President of the Chamber of Deputies
- In office 11 June 1992 – 31 October 1992
- Preceded by: Juan Moisés Calleja García [es]
- Succeeded by: María de los Ángeles Moreno

Secretariat of Agrarian Reform
- In office 19 March 1981 – 30 November 1982
- President: José López Portillo
- Preceded by: Javier García Paniagua
- Succeeded by: Luis Martínez Villicaña

President of the Institutional Revolutionary Party
- In office 1979 – 19 March 1981
- Preceded by: Carlos Sansores Pérez [es]
- Succeeded by: Javier García Paniagua

Personal details
- Born: 1939 Veracruz, Mexico
- Died: 25 February 2017 (aged 77–78) Mexico City, Mexico
- Party: Institutional Revolutionary

= Gustavo Carvajal Moreno =

Mexican politician

Gustavo Carvajal Moreno (1939 – 25 February 2017) was a Mexican politician and member of the Institutional Revolutionary Party (PRI), of which he became president. He also served as secretary of agrarian reform, a senator, and a federal deputy.

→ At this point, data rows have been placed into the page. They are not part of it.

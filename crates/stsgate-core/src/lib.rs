//! stsgate core
//!
//! Shared vocabulary for the token exchange: the closed error taxonomy,
//! claim rules, the verified identity handed to credential issuers, and
//! the credential types they return. This crate has minimal dependencies
//! and performs no I/O.

pub mod claims;
pub mod credentials;
pub mod error;
pub mod identity;

pub use claims::{ClaimRule, OidcClaims};
pub use credentials::{AssumedRoleUser, ExchangeResponse, TemporaryCredentials};
pub use error::{Error, Result};
pub use identity::VerifiedIdentity;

He was the son of Ángel Carvajal Bernal, who was Governor of Veracruz from 1948 to 1950.

Carvajal Moreno became president of the PRI in 1979, replacing Carlos Sansores Pérez, where he stayed until Javier García Paniagua took the spot in 1981. That same day, he was named to the cabinet of José López Portillo as secretary of agrarian reform.

In the 1991 mid-terms he was elected to the Chamber of Deputies to represent Veracruz's 22nd district during the 55th session of Congress.
He was elected senator for the state of Veracruz in the 1994 general election and served from 1994 to 2000 during the 56th and 57th sessions of Congress. Finally, he was elected a plurinominal deputy for the 58th session (2000–2003).